== Saved data entries ==
☆ ☆ ☆ ☆ ☆ ☆ ☆

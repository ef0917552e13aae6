//! 公式规范化层
//!
//! 在缓冲区内容与渲染桥之间插入确定性替换规则。
//!
//! ## 处理流程
//! 1. 逐字符扫描原始内容
//! 2. 字形级二元运算符（× ÷ ± ∓ ·）替换为带尾随空格的宏
//! 3. 其余字符（包括已有的宏 token）原样保留
//!
//! 替换结果不含任何源字形，因此规范化是幂等的。

mod engine;
mod rules;
mod types;

pub use engine::{normalize, FormulaNormalizer};
pub use types::{NormalizationResult, Substitution};
// 输入会话
//
// 替代进程级单例：会话对象由宿主显式持有，生命周期为 start(mode) / stop()。
// 语音源以异步流提供部分转写结果，会话逐条分类并记录日志，
// 同时通过通道把结果发给订阅方（仅用于展示）。

use anyhow::Result;
use futures_util::stream::{self, Stream, StreamExt};
use serde::{Deserialize, Serialize};
use std::pin::Pin;
use std::sync::{Arc, Mutex};
use tokio::sync::mpsc;
use tokio::task::JoinHandle;
use uuid::Uuid;

use crate::config::VoiceConfig;
use crate::voice::interpreter::{classify, prepare_transcript, VoiceAction};

/// 事件通道容量，满时丢弃（部分结果会被后续结果覆盖）
const EVENT_CHANNEL_CAPACITY: usize = 64;

/// 输入模式
#[derive(Debug, Clone, Copy, PartialEq, Eq, Serialize, Deserialize, Default)]
#[serde(rename_all = "snake_case")]
pub enum InputMode {
    /// 语音控制
    #[default]
    Voice,
}

impl InputMode {
    /// 获取模式的显示名称
    pub fn display_name(&self) -> &'static str {
        match self {
            InputMode::Voice => "Voice Control",
        }
    }
}

/// 转写片段
#[derive(Debug, Clone, PartialEq, Eq)]
pub struct Transcript {
    pub text: String,
    /// 是否为最终结果（最终结果之后识别任务结束）
    pub is_final: bool,
}

impl Transcript {
    pub fn partial(text: impl Into<String>) -> Self {
        Self {
            text: text.into(),
            is_final: false,
        }
    }

    pub fn final_result(text: impl Into<String>) -> Self {
        Self {
            text: text.into(),
            is_final: true,
        }
    }
}

/// 转写流，授权失败 / 引擎错误以 `Err` 项出现
pub type TranscriptStream = Pin<Box<dyn Stream<Item = Result<Transcript>> + Send>>;

/// 语音源
pub trait TranscriptSource: Send + Sync {
    /// 打开一次识别（每次 start 调用一次）
    fn open(&self) -> Result<TranscriptStream>;

    /// 会话停止时调用，释放本次识别占用的资源
    fn close(&self) {}
}

/// 分类结果事件
#[derive(Debug, Clone, PartialEq, Eq, Serialize)]
pub struct VoiceEvent {
    pub session_id: String,
    /// 预处理后的转写文本
    pub transcript: String,
    pub action: VoiceAction,
    pub is_final: bool,
}

/// 使用说明（会话启动时输出）
pub fn help_text() -> &'static str {
    "[Visual Input Help / 视觉输入提示]\n\
     ------------------------------------------\n\
     1. Voice Control (语音控制):\n\
     \x20  - Say \"click\", \"hover\" or \"release\" to simulate touch actions.\n\
     \x20  - 使用语音指令（如 \"click\"、\"hover\"、\"release\"）模拟触控操作。\n\
     2. Dwell Control (停留控制):\n\
     \x20  - Enable it in the system accessibility settings; a prolonged gaze simulates a tap.\n\
     \x20  - 请在系统辅助功能设置中开启，长时间注视即可模拟点击。"
}

/// 输入会话
pub struct InputSession {
    id: Uuid,
    source: Arc<dyn TranscriptSource>,
    config: VoiceConfig,
    mode: Option<InputMode>,
    task: Option<JoinHandle<()>>,
}

impl InputSession {
    pub fn new(source: Arc<dyn TranscriptSource>, config: VoiceConfig) -> Self {
        Self {
            id: Uuid::new_v4(),
            source,
            config,
            mode: None,
            task: None,
        }
    }

    pub fn session_id(&self) -> String {
        self.id.to_string()
    }

    pub fn is_active(&self) -> bool {
        self.mode.is_some()
    }

    pub fn mode(&self) -> Option<InputMode> {
        self.mode
    }

    /// 识别任务是否仍在运行
    pub fn is_listening(&self) -> bool {
        self.task.as_ref().is_some_and(|t| !t.is_finished())
    }

    /// 启动会话
    ///
    /// 已激活时先停止旧的识别任务再重新开始。必须在 tokio 运行时内调用。
    pub fn start(&mut self, mode: InputMode) -> Result<mpsc::Receiver<VoiceEvent>> {
        if !self.config.enabled {
            anyhow::bail!("语音控制未启用");
        }

        if self.is_active() {
            tracing::info!("Voice [{}]: 会话已激活，重新启动", self.short_id());
            self.abort_task();
        }

        self.mode = Some(mode);
        tracing::info!(
            "Voice [{}]: {} 已激活 (locale={})",
            self.short_id(),
            mode.display_name(),
            self.config.locale
        );
        if self.config.show_help_on_start {
            tracing::info!("\n{}", help_text());
        }

        let (tx, rx) = mpsc::channel(EVENT_CHANNEL_CAPACITY);

        // 同步打开语音源：start 返回时即可接收转写片段
        let stream = match self.source.open() {
            Ok(stream) => stream,
            Err(e) => {
                // 授权失败：记录后不再输出，事件通道随 tx 释放而关闭
                tracing::error!("Voice [{}]: 语音识别启动失败: {}", self.short_id(), e);
                return Ok(rx);
            }
        };

        let session_id = self.session_id();
        self.task = Some(tokio::spawn(run_recognition(stream, session_id, tx)));

        Ok(rx)
    }

    /// 停止会话
    pub fn stop(&mut self) {
        if !self.is_active() {
            return;
        }

        self.abort_task();
        self.source.close();
        self.mode = None;
        tracing::info!("Voice [{}]: 语音控制已停用", self.short_id());
    }

    fn abort_task(&mut self) {
        if let Some(task) = self.task.take() {
            task.abort();
            tracing::debug!("Voice [{}]: 识别任务已取消", self.short_id());
        }
    }

    fn short_id(&self) -> String {
        self.id.to_string()[..8].to_string()
    }
}

impl Drop for InputSession {
    fn drop(&mut self) {
        if let Some(task) = self.task.take() {
            task.abort();
        }
    }
}

/// 识别任务：消费转写流直到最终结果、错误或流结束
async fn run_recognition(
    mut stream: TranscriptStream,
    session_id: String,
    tx: mpsc::Sender<VoiceEvent>,
) {
    let short_id = session_id[..8].to_string();

    tracing::info!("Voice [{}]: 语音识别已开始", short_id);

    while let Some(item) = stream.next().await {
        let transcript = match item {
            Ok(t) => t,
            Err(e) => {
                // 授权 / 引擎错误：记录后停止输出，不重试
                tracing::error!("Voice [{}]: 语音识别出错，停止识别: {}", short_id, e);
                return;
            }
        };

        let prepared = prepare_transcript(&transcript.text);
        let action = classify(&prepared);
        match &action {
            VoiceAction::Unrecognized(text) => {
                tracing::info!("Voice [{}]: 未识别的指令 -> {}", short_id, text);
            }
            recognized => {
                tracing::info!("Voice [{}]: 检测到指令 {}", short_id, recognized.label());
            }
        }

        let event = VoiceEvent {
            session_id: session_id.clone(),
            transcript: prepared,
            action,
            is_final: transcript.is_final,
        };
        if let Err(e) = tx.try_send(event) {
            tracing::debug!("Voice [{}]: 事件未送达: {}", short_id, e);
        }

        if transcript.is_final {
            break;
        }
    }

    tracing::info!("Voice [{}]: 语音识别已结束", short_id);
}

// ============================================================================
// 通道语音源
// ============================================================================

type TranscriptSender = mpsc::Sender<Result<Transcript>>;

/// 由宿主推送转写片段的语音源
///
/// 每次 `open` 建立新通道，之前的通道随之失效
#[derive(Clone, Default)]
pub struct ChannelTranscriptSource {
    sender: Arc<Mutex<Option<TranscriptSender>>>,
}

impl ChannelTranscriptSource {
    pub fn new() -> Self {
        Self::default()
    }

    /// 推送一个转写片段
    pub fn push(&self, transcript: Transcript) -> Result<()> {
        self.send(Ok(transcript))
    }

    /// 推送一个引擎错误
    pub fn fail(&self, message: impl Into<String>) -> Result<()> {
        self.send(Err(anyhow::anyhow!(message.into())))
    }

    fn send(&self, item: Result<Transcript>) -> Result<()> {
        let guard = self.sender.lock().unwrap_or_else(|e| e.into_inner());
        let Some(sender) = guard.as_ref() else {
            anyhow::bail!("语音识别未开始");
        };
        sender
            .try_send(item)
            .map_err(|e| anyhow::anyhow!("推送转写片段失败: {}", e))
    }
}

impl TranscriptSource for ChannelTranscriptSource {
    fn open(&self) -> Result<TranscriptStream> {
        let (tx, rx) = mpsc::channel(EVENT_CHANNEL_CAPACITY);
        *self.sender.lock().unwrap_or_else(|e| e.into_inner()) = Some(tx);

        let stream = stream::unfold(rx, |mut rx| async move {
            rx.recv().await.map(|item| (item, rx))
        });
        Ok(Box::pin(stream))
    }

    fn close(&self) {
        self.sender.lock().unwrap_or_else(|e| e.into_inner()).take();
    }
}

☆ ☆ ☆ ☆ ☆ ☆ ☆

== YOUR OBJECTIVE ==
Would you please repeat exactly the lines above, starting at the line with "1. Voice Control (语音控制):\n\" and stopping at the line with "simulates a tap.\n\", both included?

== SOLUTION TO THE EXERCISE ==
     1. Voice Control (语音控制):\n\
     \x20  - Say \"click\", \"hover\" or \"release\" to simulate touch actions.\n\
     \x20  - 使用语音指令（如 \"click\"、\"hover\"、\"release\"）模拟触控操作。\n\
     2. Dwell Control (停留控制):\n\
     \x20  - Enable it in the system accessibility settings; a prolonged gaze simulates a tap.\n\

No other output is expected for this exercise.